WHAT NEEDS TO BE DONE: The material below holds a span beginning at the line with "own worker thread." and ending at the line with "self.right.gate.set_enabled(p.right.gate_enabled.get());". Quote that span exactly, both ends included, and only that span.

----- RECORDED INFORMATION

impl Engine {
    /// Creates an engine fixed to `sample_rate` and `max_period` frames per
    /// call. Both model slots start `Empty`; all parameters start at the
    /// defaults in [`ParameterPlane::new`].
    pub fn new(sample_rate: f32, max_period: usize, loader: Arc<dyn ModelLoader>) -> Self {
        Self {
            sample_rate,
            max_period,
            params: Arc::new(ParameterPlane::new()),
            slots: [
                Arc::new(ModelSlot::new(Arc::clone(&loader), max_period)),
                Arc::new(ModelSlot::new(loader, max_period)),
            ],
            left: ChannelChain::new(sample_rate),
            right: ChannelChain::new(sample_rate),
            reverb: Reverb::new(sample_rate),
            in_gain_l: SmoothedGain::new(1.0),
            in_gain_r: SmoothedGain::new(1.0),
            out_gain_l: SmoothedGain::new(1.0),
            out_gain_r: SmoothedGain::new(1.0),
            recorder: Recorder::new(),
            backing_track: BackingTrack::new(),
            work_l: vec![0.0; max_period],
            work_r: vec![0.0; max_period],
            rec_l: vec![0.0; max_period],
            rec_r: vec![0.0; max_period],
            xrun_count: AtomicU64::new(0),
        }
    }

    /// The shared parameter plane, for the control façade and config loader
    /// to read/write from their own threads.
    pub fn params(&self) -> &Arc<ParameterPlane> {
        &self.params
    }

    /// The model slot at `index` (0 or 1), for inspection or to register a
    /// load-complete callback.
    pub fn model_slot(&self, index: u8) -> Result<&Arc<ModelSlot>, EngineError> {
        self.slot_for_index(index)
    }

    /// The slot currently feeding the L-channel chain's model step.
    pub fn active_model_slot(&self) -> &Arc<ModelSlot> {
        &self.slots[self.params.active_slot_index() as usize]
    }

    pub fn recorder(&self) -> &Recorder {
        &self.recorder
    }

    pub fn backing_track(&self) -> &BackingTrack {
        &self.backing_track
    }

    pub fn sample_rate(&self) -> f32 {
        self.sample_rate
    }

    pub fn max_period(&self) -> usize {
        self.max_period
    }

    pub fn metrics(&self) -> EngineMetrics {
        EngineMetrics {
            xrun_count: self.xrun_count.load(Ordering::Relaxed),
        }
    }

    /// Hot-swaps the model in slot `slot_index` (0 or 1). Non-RT; queues the
    /// load on that slot's own worker thread.
    pub fn load_model_async(&self, slot_index: u8, path: PathBuf) -> Result<(), EngineError> {
        let slot = Arc::clone(self.slot_for_index(slot_index)?);
        slot.load_async(path);
        Ok(())
    }

    pub fn unload_model(&self, slot_index: u8) -> Result<(), EngineError> {
        self.slot_for_index(slot_index)?.unload();
        Ok(())
    }

    /// Selects which of the two slots feeds the L-channel chain.
    pub fn set_active_slot(&self, slot_index: u8) -> Result<(), EngineError> {
        self.slot_for_index(slot_index)?;
        self.params.set_active_slot(slot_index);
        Ok(())
    }

    fn slot_for_index(&self, slot_index: u8) -> Result<&Arc<ModelSlot>, EngineError> {
        self.slots
            .get(slot_index as usize)
            .ok_or(EngineError::InvalidSlotIndex(slot_index))
    }

    /// Pulls the RT-owned chain objects' enabled/threshold/gain state in
    /// sync with the atomic parameter plane. Cheap relaxed loads; called
    /// once per period, matching the rest of the engine's "read atomics at
    /// the top of the block" convention (the EQ's own dirty-flag recompute
    /// works the same way, one layer down).
    fn sync_from_params(&mut self) {
        let p = &self.params;

        self.left.gate.set_enabled(p.left.gate_enabled.get());
        self.left.gate.set_threshold_db(p.left.gate_threshold_db.get());
        self.right.gate.set_enabled(p.right.gate_enabled.get());
        self.right.gate.set_threshold_db(p.right.gate_threshold_db.get());

        self.left.eq.set_enabled(p.left.eq_enabled.get());
        self.left.eq.set_bass_db(p.left.eq_bass_db.get());
        self.left.eq.set_mid_db(p.left.eq_mid_db.get());
        self.left.eq.set_treble_db(p.left.eq_treble_db.get());
        self.right.eq.set_enabled(p.right.eq_enabled.get());
        self.right.eq.set_bass_db(p.right.eq_bass_db.get());
        self.right.eq.set_mid_db(p.right.eq_mid_db.get());
        self.right.eq.set_treble_db(p.right.eq_treble_db.get());

        self.in_gain_l.set_target(hoopipi_core::db_to_linear(p.left.input_gain_db.get()));
        self.in_gain_r.set_target(hoopipi_core::db_to_linear(p.right.input_gain_db.get()));
        self.out_gain_l.set_target(hoopipi_core::db_to_linear(p.left.output_gain_db.get()));
        self.out_gain_r.set_target(hoopipi_core::db_to_linear(p.right.output_gain_db.get()));

        self.reverb.set_enabled(p.reverb.enabled.get());
        self.reverb.set_room_size(p.reverb.room_size.get());
        self.reverb.set_rt60(p.reverb.rt60_seconds.get());
        self.reverb.set_dry(p.reverb.dry.get());
        self.reverb.set_wet(p.reverb.wet.get());
    }

    /// Advances every smoothed gain one period-step toward its atomic
    /// target (§4.1 step 3, §3's `SmoothedGain` invariant).
    fn smooth_gains(&mut self) {
        self.in_gain_l.advance();
        self.in_gain_r.advance();
        self.out_gain_l.advance();
        self.out_gain_r.advance();
    }

    /// Runs one channel's gain→gate→model→EQ→DC-block→gain chain in place
    /// (§4.1 step 6). `model` is `Some` only for the L channel, and only its
    /// `process` is skipped when `bypass_model` is set — the R channel never
    /// receives a model at all (step 7 always skips 6c for R, independent of
    /// `bypassModelR`; that flag is a persisted/settable parameter kept for
    /// control-protocol symmetry but has no audible effect under this
    /// engine's routing).
    fn run_channel_chain(
        chain: &mut ChannelChain,
        model: Option<&ModelSlot>,
        bypass_model: bool,
        buf: &mut [f32],
        in_gain: f32,
        out_gain: f32,
        dc_blocker_enabled: bool,
    ) {
        if (in_gain - 1.0).abs() > f32::EPSILON {
            for sample in buf.iter_mut() {
                *sample *= in_gain;
            }
        }
        chain.gate.process(buf);
        if let Some(slot) = model {
            if !bypass_model {
                slot.process(buf);
            }
        }
        chain.eq.process(buf);
        if dc_blocker_enabled {
            for sample in buf.iter_mut() {
                *sample = chain.dc_blocker.process(*sample);
            }
        }
        if (out_gain - 1.0).abs() > f32::EPSILON {
            for sample in buf.iter_mut() {
                *sample *= out_gain;
            }
        }
    }

    /// The engine's single real-time entry point. `in_l` is mandatory;
    /// `in_r` is `None` when the host only supplies one input channel (it
    /// is then aliased to `in_l` per §4.1). `out_l`/`out_r` must each be at
    /// least `n` frames long. Never allocates, locks, or blocks; never
    /// panics on a well-formed call. Returns within the host deadline even
    /// when `n` exceeds the configured max period (counted as an xrun,
    /// falling back to passthrough — §4.1 step 1, §7 kind 1).
    pub fn process_stereo(&mut self, in_l: &[f32], in_r: Option<&[f32]>, out_l: &mut [f32], out_r: &mut [f32], n: usize) {
        if n == 0 {
            return;
        }
        if n > self.max_period {
            self.xrun_count.fetch_add(1, Ordering::Relaxed);
            let count = n.min(out_l.len()).min(in_l.len());
            out_l[..count].copy_from_slice(&in_l[..count]);
            let right_source = in_r.unwrap_or(in_l);
            let r_count = n.min(out_r.len()).min(right_source.len());
            out_r[..r_count].copy_from_slice(&right_source[..r_count]);
            return;
        }

        if self.params.global_bypass.get() {
            out_l[..n].copy_from_slice(&in_l[..n]);
            let right_source = in_r.unwrap_or(in_l);
            out_r[..n].copy_from_slice(&right_source[..n]);
            return;
        }

        self.sync_from_params();
        self.smooth_gains();

        let mode = self.params.stereo_mode.get();
        let right_source = in_r.unwrap_or(in_l);
        // Cloning the `Arc` up front (rather than reading `self.slots` later)
        // avoids holding an immutable borrow of `self` across the mutable
        // per-field borrows the channel chains below need.
        let active_slot = Arc::clone(self.active_model_slot());

        let work_l = &mut self.work_l[..n];

        match mode {
            StereoMode::LeftMonoToStereo => {
                work_l.copy_from_slice(&in_l[..n]);
            }
            StereoMode::RightMonoToStereo => {
                work_l.copy_from_slice(&right_source[..n]);
            }
            StereoMode::StereoToMono => {
                let mix_l = self.params.stereo_to_mono_mix.mix_l.get();
                let mix_r = self.params.stereo_to_mono_mix.mix_r.get();
                for i in 0..n {
                    work_l[i] = mix_l * in_l[i] + mix_r * right_source[i];
                }
            }
            StereoMode::TrueStereo => {
                work_l.copy_from_slice(&in_l[..n]);
            }
        }

        let in_gain_l = self.in_gain_l.get();
        let out_gain_l = self.out_gain_l.get();
        let dc_l = self.params.left.dc_blocker_enabled.get();
        let bypass_model_l = self.params.left.bypass_model.get();

        Self::run_channel_chain(
            &mut self.left,
            Some(&active_slot),
            bypass_model_l,
            work_l,
            in_gain_l,
            out_gain_l,
            dc_l,
        );

        if mode == StereoMode::TrueStereo {
            let work_r = &mut self.work_r[..n];
            work_r.copy_from_slice(&right_source[..n]);
            let in_gain_r = self.in_gain_r.get();
            let out_gain_r = self.out_gain_r.get();
            let dc_r = self.params.right.dc_blocker_enabled.get();
            Self::run_channel_chain(
                &mut self.right,
                None,
                true,
                work_r,
                in_gain_r,
                out_gain_r,
                dc_r,
            );
        } else {
            let (l, r) = (&self.work_l[..n], &mut self.work_r[..n]);
            r.copy_from_slice(l);
        }

        if self.reverb.enabled() {
            self.reverb.process(&mut self.work_l[..n], &mut self.work_r[..n]);
        }

        self.rec_l[..n].copy_from_slice(&self.work_l[..n]);
        self.rec_r[..n].copy_from_slice(&self.work_r[..n]);

        let backing_playing = self.backing_track.is_playing();
        if backing_playing {
            self.backing_track.fill(&mut self.work_l[..n], &mut self.work_r[..n]);
        }

        if self.params.backing_track_enabled_for_recording.get() && backing_playing {
            self.recorder.push(&self.work_l[..n], &self.work_r[..n], n);
        } else {
            self.recorder.push(&self.rec_l[..n], &self.rec_r[..n], n);
        }

        out_l[..n].copy_from_slice(&self.work_l[..n]);
        out_r[..n].copy_from_slice(&self.work_r[..n]);
    }
}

----------

EXERCISE OUTPUT:
    /// load on that slot's own worker thread.
    pub fn load_model_async(&self, slot_index: u8, path: PathBuf) -> Result<(), EngineError> {
        let slot = Arc::clone(self.slot_for_index(slot_index)?);
        slot.load_async(path);
        Ok(())
    }

    pub fn unload_model(&self, slot_index: u8) -> Result<(), EngineError> {
        self.slot_for_index(slot_index)?.unload();
        Ok(())
    }

    /// Selects which of the two slots feeds the L-channel chain.
    pub fn set_active_slot(&self, slot_index: u8) -> Result<(), EngineError> {
        self.slot_for_index(slot_index)?;
        self.params.set_active_slot(slot_index);
        Ok(())
    }

    fn slot_for_index(&self, slot_index: u8) -> Result<&Arc<ModelSlot>, EngineError> {
        self.slots
            .get(slot_index as usize)
            .ok_or(EngineError::InvalidSlotIndex(slot_index))
    }

    /// Pulls the RT-owned chain objects' enabled/threshold/gain state in
    /// sync with the atomic parameter plane. Cheap relaxed loads; called
    /// once per period, matching the rest of the engine's "read atomics at
    /// the top of the block" convention (the EQ's own dirty-flag recompute
    /// works the same way, one layer down).
    fn sync_from_params(&mut self) {
        let p = &self.params;

        self.left.gate.set_enabled(p.left.gate_enabled.get());
        self.left.gate.set_threshold_db(p.left.gate_threshold_db.get());
        self.right.gate.set_enabled(p.right.gate_enabled.get());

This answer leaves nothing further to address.